PROMISES made by the State Government to secure the future of the TAFE sector in the budget aftermath have been dispelled by a Gippsland TAFE provider.
State Skills Minister Peter Hall affirmed his support for the government’s decision, in light of the public acquisition of a candid letter he sent to Victorian TAFE heads, which indicated otherwise.
He added provisions made in the budget for the Regional Facilitation Fund and a five per cent subsidy to TAFE providers would ensure their “future is one where they will continue to provide for their training needs in their local communities”.
His comments however, were refuted by GippsTAFE chief executive Peter Whitley, who said a five per cent subsidy would only equate to a “small sum”.
“From my perspective what it’s doing is taking away opportunities from our youth,” Mr Whitley said.
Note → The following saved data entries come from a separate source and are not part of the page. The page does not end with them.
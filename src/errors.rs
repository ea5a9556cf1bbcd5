use crate::services::error::{ExtractionError, ReleaseError};
use axum::{
    Json,
    http::StatusCode,
    response::{IntoResponse, Response},
};
use serde_json::json;
use std::fmt;

/// A lightweight wrapper for general errors that keeps the message local.
#[derive(Debug)]
pub struct AppError {
    pub status: StatusCode,
    pub message: String,
}

impl AppError {
    /// Create a new AppError with a specific status and message.
    pub fn new(status: StatusCode, msg: impl Into<String>) -> Self {
        Self {
            status,
            message: msg.into(),
        }
    }

    /// Shortcut for a 500 Internal Server Error
    pub fn internal(msg: impl Into<String>) -> Self {
        Self::new(StatusCode::INTERNAL_SERVER_ERROR, msg)
    }
}

impl fmt::Display for AppError {
    fn fmt(&self, f: &mut fmt::Formatter<'_>) -> fmt::Result {
        write!(f, "{}", self.message)
    }
}

impl std::error::Error for AppError {}

impl IntoResponse for AppError {
    fn into_response(self) -> Response {
        let body = Json(json!({
            "error": self.message,
            "status": self.status.as_u16()
        }));

        (self.status, body).into_response()
    }
}

impl From<anyhow::Error> for AppError {
    fn from(err: anyhow::Error) -> Self {
        AppError::internal(err.to_string())
    }
}

impl From<ReleaseError> for AppError {
    fn from(err: ReleaseError) -> Self {
        let status = match &err {
            ReleaseError::UploadMalformed(_)
            | ReleaseError::EmptyPackage
            | ReleaseError::ExtractionFailed(
                ExtractionError::PathTraversalRejected(_)
                | ExtractionError::SymlinkRejected(_)
                | ExtractionError::EntryConflict(_)
                | ExtractionError::Archive(_),
            ) => StatusCode::BAD_REQUEST,
            ReleaseError::UnsupportedFileType(_) => StatusCode::UNSUPPORTED_MEDIA_TYPE,
            ReleaseError::DuplicateRelease { .. } => StatusCode::CONFLICT,
            ReleaseError::DeploymentNotFound(_) | ReleaseError::PackageNotFound { .. } => {
                StatusCode::NOT_FOUND
            }
            _ => StatusCode::INTERNAL_SERVER_ERROR,
        };
        if err.is_user_error() {
            tracing::info!("release rejected: {}", err);
        } else {
            tracing::error!("release failed: {}", err);
        }
        AppError::new(status, err.to_string())
    }
}
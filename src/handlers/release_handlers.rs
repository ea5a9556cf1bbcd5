//! HTTP handlers for deployments and releases.
//!
//! Upload intake streams the multipart `package` field to the staging area
//! and hands the file to `ReleaseService`; everything else is a thin read
//! over the metadata store.

use crate::{
    errors::AppError,
    models::{
        deployment::Deployment,
        package::{Package, PackageInfo},
    },
    services::{error::ReleaseError, release_service::ReleaseService},
};
use axum::{
    Json,
    extract::{Multipart, Path, State, multipart::Field},
    http::{HeaderMap, StatusCode},
    response::IntoResponse,
};
use serde::Deserialize;
use std::path::{Path as FsPath, PathBuf};
use tokio::{
    fs::{self, File},
    io::AsyncWriteExt,
};
use tracing::{debug, warn};

const RELEASED_BY_HEADER: &str = "x-released-by";
const DEFAULT_RELEASED_BY: &str = "anonymous";
const DEFAULT_ARCHIVE_TYPE: &str = "application/octet-stream";

/// Body for `POST /deployments`.
#[derive(Debug, Deserialize)]
pub struct CreateDeploymentReq {
    pub name: String,
}

/// Parsed multipart upload.
#[derive(Debug)]
struct UploadIntake {
    info: PackageInfo,
    archive_path: PathBuf,
    mime_type: String,
}

/// `POST /deployments`: create a deployment.
pub async fn create_deployment(
    State(service): State<ReleaseService>,
    Json(payload): Json<CreateDeploymentReq>,
) -> Result<impl IntoResponse, AppError> {
    let deployment: Deployment = service.create_deployment(&payload.name).await?;
    Ok((StatusCode::CREATED, Json(deployment)))
}

/// `POST /deployments/{deployment_id}/releases`: upload and release a package.
pub async fn upload_release(
    State(service): State<ReleaseService>,
    Path(deployment_id): Path<i64>,
    headers: HeaderMap,
    multipart: Multipart,
) -> Result<impl IntoResponse, AppError> {
    let released_by = headers
        .get(RELEASED_BY_HEADER)
        .and_then(|v| v.to_str().ok())
        .map(str::trim)
        .filter(|v| !v.is_empty())
        .unwrap_or(DEFAULT_RELEASED_BY)
        .to_string();

    let upload_path = service.archive_stage().upload_path();
    let intake = match read_upload(multipart, &upload_path).await {
        Ok(intake) => intake,
        Err(err) => {
            remove_upload(&upload_path).await;
            return Err(err.into());
        }
    };

    let result = release_staged(&service, deployment_id, &intake, &released_by).await;
    remove_upload(&intake.archive_path).await;

    let package = result?;
    Ok((StatusCode::CREATED, Json(package)))
}

/// Run the pipeline and discard its staging directory whatever the outcome.
async fn release_staged(
    service: &ReleaseService,
    deployment_id: i64,
    intake: &UploadIntake,
    released_by: &str,
) -> Result<Package, ReleaseError> {
    let staged = service
        .prepare(
            deployment_id,
            &intake.info,
            &intake.archive_path,
            &intake.mime_type,
        )
        .await?;
    let result = service
        .release_prepared(deployment_id, &intake.info, &staged, released_by)
        .await;
    if let Err(err) = service.archive_stage().discard(&staged).await {
        warn!(
            "failed to clean staging for {}: {}",
            staged.archive_hash, err
        );
    }
    result
}

/// `GET /deployments/{deployment_id}/versions/{app_version}/packages`: release history.
pub async fn list_packages(
    State(service): State<ReleaseService>,
    Path((deployment_id, app_version)): Path<(i64, String)>,
) -> Result<Json<Vec<Package>>, AppError> {
    Ok(Json(
        service.list_packages(deployment_id, &app_version).await?,
    ))
}

/// `GET /deployments/{deployment_id}/packages/{label}`: one release by label.
pub async fn get_package(
    State(service): State<ReleaseService>,
    Path((deployment_id, label)): Path<(i64, String)>,
) -> Result<Json<Package>, AppError> {
    Ok(Json(
        service.find_package_by_label(deployment_id, &label).await?,
    ))
}

/// `GET /deployments/{deployment_id}/orphans`: packages whose pointer update failed.
pub async fn list_orphans(
    State(service): State<ReleaseService>,
    Path(deployment_id): Path<i64>,
) -> Result<Json<Vec<Package>>, AppError> {
    Ok(Json(service.list_orphaned_packages(deployment_id).await?))
}

/// Pull `packageInfo` and `package` out of the multipart body, streaming
/// the archive to `dest`.
async fn read_upload(mut multipart: Multipart, dest: &FsPath) -> Result<UploadIntake, ReleaseError> {
    let mut info = None;
    let mut mime_type = None;

    while let Some(field) = multipart
        .next_field()
        .await
        .map_err(|err| ReleaseError::UploadMalformed(format!("upload error: {}", err)))?
    {
        let name = field.name().map(str::to_string);
        match name.as_deref() {
            Some("packageInfo") => {
                let raw = field
                    .text()
                    .await
                    .map_err(|err| ReleaseError::UploadMalformed(err.to_string()))?;
                let parsed: PackageInfo = serde_json::from_str(&raw).map_err(|err| {
                    ReleaseError::UploadMalformed(format!("invalid packageInfo: {}", err))
                })?;
                info = Some(parsed);
            }
            Some("package") => {
                let content_type = field
                    .content_type()
                    .unwrap_or(DEFAULT_ARCHIVE_TYPE)
                    .to_string();
                let size = save_field(field, dest).await?;
                debug!("received {} byte upload at {}", size, dest.display());
                mime_type = Some(content_type);
            }
            other => debug!("ignoring multipart field {:?}", other),
        }
    }

    match (info, mime_type) {
        (Some(info), Some(mime_type)) => Ok(UploadIntake {
            info,
            archive_path: dest.to_path_buf(),
            mime_type,
        }),
        _ => Err(ReleaseError::UploadMalformed("upload info lack".into())),
    }
}

async fn save_field(mut field: Field<'_>, dest: &FsPath) -> Result<u64, ReleaseError> {
    if let Some(parent) = dest.parent() {
        fs::create_dir_all(parent).await?;
    }
    let mut file = File::create(dest).await?;
    let mut size: u64 = 0;
    while let Some(chunk) = field
        .chunk()
        .await
        .map_err(|err| ReleaseError::UploadMalformed(format!("upload error: {}", err)))?
    {
        size += chunk.len() as u64;
        file.write_all(&chunk).await?;
    }
    file.flush().await?;
    Ok(size)
}

async fn remove_upload(path: &FsPath) {
    match fs::remove_file(path).await {
        Ok(()) => {}
        Err(err) if err.kind() == std::io::ErrorKind::NotFound => {}
        Err(err) => warn!("failed to remove upload {}: {}", path.display(), err),
    }
}

#[cfg(test)]
mod tests {
    use crate::{
        routes::routes::routes,
        services::{
            archive::{ArchiveStage, tests::write_zip},
            blob_store::DiskBlobStore,
            manifest::ManifestBuilder,
            metadata_store::{MetadataStore, tests::memory_store},
            release_service::ReleaseService,
        },
    };
    use axum::{
        Router,
        body::{Body, to_bytes},
        http::{Request, StatusCode, header},
    };
    use serde_json::Value;
    use std::{path::Path, sync::Arc};
    use tempfile::TempDir;
    use tower::ServiceExt;

    const BOUNDARY: &str = "release-registry-test-boundary";

    struct TestApp {
        dir: TempDir,
        router: Router,
        deployment: i64,
    }

    async fn app() -> TestApp {
        let dir = tempfile::tempdir().unwrap();
        let store = memory_store().await;
        let deployment = store.create_deployment("Staging").await.unwrap().id;
        let service = ReleaseService::new(
            Arc::new(store),
            Arc::new(DiskBlobStore::new(dir.path().join("blobs"))),
            ArchiveStage::new(dir.path().join("staging")),
            ManifestBuilder::new(2),
        );
        TestApp {
            router: routes(1024 * 1024).with_state(service),
            dir,
            deployment,
        }
    }

    enum Part<'a> {
        Text(&'a str, &'a str),
        File(&'a str, &'a str, Vec<u8>),
    }

    fn multipart_body(parts: &[Part<'_>]) -> Vec<u8> {
        let mut body = Vec::new();
        for part in parts {
            body.extend_from_slice(format!("--{}\r\n", BOUNDARY).as_bytes());
            match part {
                Part::Text(name, value) => {
                    body.extend_from_slice(
                        format!("Content-Disposition: form-data; name=\"{}\"\r\n\r\n", name)
                            .as_bytes(),
                    );
                    body.extend_from_slice(value.as_bytes());
                }
                Part::File(name, content_type, bytes) => {
                    body.extend_from_slice(
                        format!(
                            "Content-Disposition: form-data; name=\"{}\"; filename=\"bundle.zip\"\r\n\
                             Content-Type: {}\r\n\r\n",
                            name, content_type
                        )
                        .as_bytes(),
                    );
                    body.extend_from_slice(bytes);
                }
            }
            body.extend_from_slice(b"\r\n");
        }
        body.extend_from_slice(format!("--{}--\r\n", BOUNDARY).as_bytes());
        body
    }

    fn zip_bytes(dir: &Path, entries: &[(&str, &[u8])]) -> Vec<u8> {
        let path = dir.join(format!("{}.zip", uuid::Uuid::new_v4()));
        write_zip(&path, entries);
        std::fs::read(path).unwrap()
    }

    fn upload_request(deployment: i64, released_by: Option<&str>, parts: &[Part<'_>]) -> Request<Body> {
        let mut builder = Request::builder()
            .method("POST")
            .uri(format!("/deployments/{}/releases", deployment))
            .header(
                header::CONTENT_TYPE,
                format!("multipart/form-data; boundary={}", BOUNDARY),
            );
        if let Some(who) = released_by {
            builder = builder.header("x-released-by", who);
        }
        builder.body(Body::from(multipart_body(parts))).unwrap()
    }

    async fn send(app: &TestApp, request: Request<Body>) -> (StatusCode, Value) {
        let response = app.router.clone().oneshot(request).await.unwrap();
        let status = response.status();
        let bytes = to_bytes(response.into_body(), usize::MAX).await.unwrap();
        (status, serde_json::from_slice(&bytes).unwrap())
    }

    /// Directories left under the staging root, ignoring the uploads area.
    fn staging_leftovers(app: &TestApp) -> Vec<String> {
        let staging = app.dir.path().join("staging");
        let Ok(entries) = std::fs::read_dir(&staging) else {
            return Vec::new();
        };
        let mut names = entries
            .filter_map(Result::ok)
            .map(|entry| entry.file_name().to_string_lossy().into_owned())
            .collect::<Vec<_>>();
        names.retain(|name| name != "uploads");
        names
    }

    fn uploads_left(app: &TestApp) -> usize {
        std::fs::read_dir(app.dir.path().join("staging").join("uploads"))
            .map(|entries| entries.count())
            .unwrap_or(0)
    }

    #[tokio::test]
    async fn upload_without_package_field_is_rejected() {
        let app = app().await;
        let request = upload_request(
            app.deployment,
            None,
            &[Part::Text("packageInfo", r#"{"appVersion":"1.0"}"#)],
        );

        let (status, body) = send(&app, request).await;

        assert_eq!(status, StatusCode::BAD_REQUEST);
        assert!(body["error"].as_str().unwrap().contains("upload info lack"));
    }

    #[tokio::test]
    async fn upload_without_package_info_is_rejected() {
        let app = app().await;
        let zip = zip_bytes(app.dir.path(), &[("index.bundle", b"c1".as_slice())]);
        let request = upload_request(
            app.deployment,
            None,
            &[Part::File("package", "application/zip", zip)],
        );

        let (status, body) = send(&app, request).await;

        assert_eq!(status, StatusCode::BAD_REQUEST);
        assert!(body["error"].as_str().unwrap().contains("upload info lack"));
        assert_eq!(uploads_left(&app), 0);
    }

    #[tokio::test]
    async fn invalid_package_info_is_rejected() {
        let app = app().await;
        let zip = zip_bytes(app.dir.path(), &[("index.bundle", b"c1".as_slice())]);
        let request = upload_request(
            app.deployment,
            None,
            &[
                Part::Text("packageInfo", "{not json"),
                Part::File("package", "application/zip", zip),
            ],
        );

        let (status, body) = send(&app, request).await;

        assert_eq!(status, StatusCode::BAD_REQUEST);
        assert!(body["error"].as_str().unwrap().contains("invalid packageInfo"));
    }

    #[tokio::test]
    async fn release_defaults_released_by_and_cleans_up() {
        let app = app().await;
        let zip = zip_bytes(app.dir.path(), &[("index.bundle", b"c1".as_slice())]);
        let parts = [
            Part::Text("packageInfo", r#"{"appVersion":"1.0","isMandatory":true}"#),
            Part::File("package", "application/zip", zip),
        ];

        let (status, body) = send(&app, upload_request(app.deployment, None, &parts)).await;

        assert_eq!(status, StatusCode::CREATED);
        assert_eq!(body["releasedBy"], "anonymous");
        assert_eq!(body["label"], "v1");
        assert_eq!(body["isMandatory"], true);
        assert!(staging_leftovers(&app).is_empty());
        assert_eq!(uploads_left(&app), 0);

        let zip = zip_bytes(app.dir.path(), &[("index.bundle", b"c2".as_slice())]);
        let parts = [
            Part::Text("packageInfo", r#"{"appVersion":"1.0"}"#),
            Part::File("package", "application/zip", zip),
        ];
        let (status, body) =
            send(&app, upload_request(app.deployment, Some("  bob "), &parts)).await;
        assert_eq!(status, StatusCode::CREATED);
        assert_eq!(body["releasedBy"], "bob");
        assert_eq!(body["label"], "v2");
    }

    #[tokio::test]
    async fn rejected_release_leaves_no_staging_behind() {
        let app = app().await;
        let zip = zip_bytes(app.dir.path(), &[("index.bundle", b"c1".as_slice())]);
        let parts = [
            Part::Text("packageInfo", r#"{"appVersion":"1.0"}"#),
            Part::File("package", "application/zip", zip),
        ];
        let (status, _) = send(&app, upload_request(app.deployment, None, &parts)).await;
        assert_eq!(status, StatusCode::CREATED);

        let (status, body) = send(&app, upload_request(app.deployment, None, &parts)).await;
        assert_eq!(status, StatusCode::CONFLICT);
        assert!(body["error"].is_string());
        assert!(staging_leftovers(&app).is_empty());

        let evil = zip_bytes(app.dir.path(), &[("../escape.txt", b"x".as_slice())]);
        let parts = [
            Part::Text("packageInfo", r#"{"appVersion":"1.0"}"#),
            Part::File("package", "application/zip", evil),
        ];
        let (status, _) = send(&app, upload_request(app.deployment, None, &parts)).await;
        assert_eq!(status, StatusCode::BAD_REQUEST);
        assert!(staging_leftovers(&app).is_empty());
        assert_eq!(uploads_left(&app), 0);
    }

    #[tokio::test]
    async fn upload_to_unknown_deployment_is_not_found() {
        let app = app().await;
        let zip = zip_bytes(app.dir.path(), &[("index.bundle", b"c1".as_slice())]);
        let parts = [
            Part::Text("packageInfo", r#"{"appVersion":"1.0"}"#),
            Part::File("package", "application/zip", zip),
        ];

        let (status, _) = send(&app, upload_request(4242, None, &parts)).await;

        assert_eq!(status, StatusCode::NOT_FOUND);
        assert_eq!(uploads_left(&app), 0);
    }
}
“How can you say as a government that we’re going to assist you to transition out of a Valley that is economically depressed, through skills, and then cut the guts out of skills?”
The Central Gippsland Institute of TAFE, which stands to lose $6.7 million up to December and a further $10.4 million after, according to Mr Whitley, is also expected to lose “at least 20 per cent” of staff in the short-term.
“The figures are terrible; the Morwell and Leongatha campuses are in severe jeopardy,” he said.
“I don’t want to close the campuses but if we suddenly lose half a class then there’s the question of keeping an empty campus open and doing nothing.”
Mr Whitley added while final year students enrolled in hospitality and fitness courses were relatively safe, students who enrolled before July this year would fall under a new fee structure as of next year.
The fee structure has been estimated to be about three times more than the current amount, in order to keep such courses viable.
“These students enrolled in good faith; even the TAFE bureaucracy wouldn’t have been able to predict this,” Mr Whitley said.
“For the government to hold up apprenticeships and the like as the only value in our community borders on a high level of discrimination.”